Для меня как читателя проза Виктора Некрасова — прежде всего честный, незамутненный человеческий взгляд на войну, на проклятую и великую нашу войну с немецким фашизмом. Не знаю, каким способом удалось ему в обстановке, так мало подходящей для человечности, воспитать в себе и сохранить на десятилетия этот взгляд и эту человечность. Как он его реализовывал и отстаивал в литературе, мы знаем, мы этому были свидетелями и видели, что далось ему это ценой невероятного упорства и противостояния столь же невероятному по силе давлению среды — бытовой, литературной, партийной, государственной. Далее: для меня чрезвычайно важно, что Виктор Некрасов (может быть, первым в нашей литературе) явил миру правоту и высокую сущность индивидуальности на войне, значение личности — если не в противовес, то хотя бы наряду с правотой и сущностью класса, коллектива, общества... Хотя бы наличие индивидуальности в среде, менее всего для нее уместной, среде, какой являются война и армия с их абсолютом подчинения одного всем, жестким нивелированием всякой разности.

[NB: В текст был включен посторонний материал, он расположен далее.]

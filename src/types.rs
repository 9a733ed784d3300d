use std::fmt::Display;

use clap::ValueEnum;

/// Label used when a benchmark target has no usable name (closures, fn pointers).
pub const FALLBACK_NAME: &str = "<function>";

/// Repeat count a [`NamedTest`](crate::NamedTest) falls back to when neither
/// the call nor the construction supplies one.
pub const DEFAULT_REPEAT: usize = 10;

/// Repeat count [`run`](crate::run) falls back to. Independent of
/// [`DEFAULT_REPEAT`].
pub const ENTRY_DEFAULT_REPEAT: usize = 10;

/// Result of a single target call as seen by the sampler; `Err` carries the
/// failure text.
pub type CallOutcome = Result<(), String>;

/// Any return value counts as success. The value goes through `black_box` so
/// the work that produced it is not optimized away.
pub(crate) fn consume<T>(value: T) -> CallOutcome {
    std::hint::black_box(value);
    Ok(())
}

/// `Ok` values are consumed like [`consume`]; `Err` becomes the failure text.
pub(crate) fn settle<T, E: Display>(result: Result<T, E>) -> CallOutcome {
    match result {
        Ok(value) => consume(value),
        Err(err) => Err(err.to_string()),
    }
}

/// Declared name of a callable, taken from its type path.
///
/// Function items resolve to their last path segment (`app::search_list` ->
/// `search_list`). Closures and function pointers have no declared name.
pub fn function_label<F: ?Sized>() -> Option<&'static str> {
    declared_name(std::any::type_name::<F>())
}

pub(crate) fn declared_name(type_path: &'static str) -> Option<&'static str> {
    if type_path.contains("{{closure}}") || type_path.contains('(') {
        return None;
    }
    // Last `::` outside any `<...>` group, so `Wrapper<u8>::tick` -> `tick`.
    let bytes = type_path.as_bytes();
    let mut depth = 0usize;
    let mut start = 0;
    for (i, &b) in bytes.iter().enumerate() {
        match b {
            b'<' => depth += 1,
            b'>' => depth = depth.saturating_sub(1),
            b':' if depth == 0 && bytes.get(i + 1) == Some(&b':') => start = i + 2,
            _ => {}
        }
    }
    let last = &type_path[start..];
    let last = last.split('<').next().unwrap_or(last).trim_start_matches('&');
    if last.is_empty() { None } else { Some(last) }
}

/// Picks the first available label in priority order.
pub fn resolve_name(explicit: Option<&str>, configured: Option<&str>, declared: Option<&str>) -> String {
    explicit
        .filter(|s| !s.is_empty())
        .or(configured.filter(|s| !s.is_empty()))
        .or(declared)
        .unwrap_or(FALLBACK_NAME)
        .to_string()
}

#[derive(Clone, Copy, Debug, PartialEq, Eq, ValueEnum)]
pub enum OutputFormat {
    Default,
    Short,
}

Виктор Некрасов увидел на войне интеллигента и, в отличие от расхожего в нашей литературе взгляда на него как на хлюпика, жизненную никчемность, человека не от мира сего, утвердил его правоту и его значение как носителя духовных ценностей в условиях, так мало способствовавших какой-либо духовности. Впрочем, это правомерно и понятно: сам будучи в высшей степени явлением духовности, он и выразил то, что должен был выразить в литературе. Наверное, это было непросто: в стране, где уничтожено крестьянство, подавлена инициатива рабочих масс, интеллигенция оказалась единственно возможным фактором духовного прогресса, и потому именно она испытывает на себе все то, что судьбой уготовано испытать историческому авангарду общества.

Конечно, во многом В. Некрасов опередил свое время и, как нередко случается в искусстве (и не только в искусстве), в итоге за это сурово поплатился. Ибо нет пророка в отечестве своем — слова, принадлежащие земной вечности и более всего подходящие для того, чтобы значиться на его надгробии. И может ли нас утешить мысль, что не только на его надгробии. То, что случилось с Виктором Некрасовым, недавно еще было нашим национальным бытом, судьбой, главной сущностью политики государства по отношению к чести и достоинству вообще. Недавно еще казалось: иначе и не может быть, потому что иначе и не было никогда. И обелиски, кресты, струхлевшие пеньки на могилах лучших сынов Отечества рассыпались по всему необъятному пространству страны и за ее пределами — от заселенной безвестными могилами Колымы до не менее заселенного Сен-Женевьев де Буа. Что ж, мы привыкли: это наша судьба и наша история, доселе, к сожалению, еще не воплотившаяся в нашу объективную историографию.

— Как вы, военный писатель, оцениваете роман В. Гроссмана «Жизнь и судьба»?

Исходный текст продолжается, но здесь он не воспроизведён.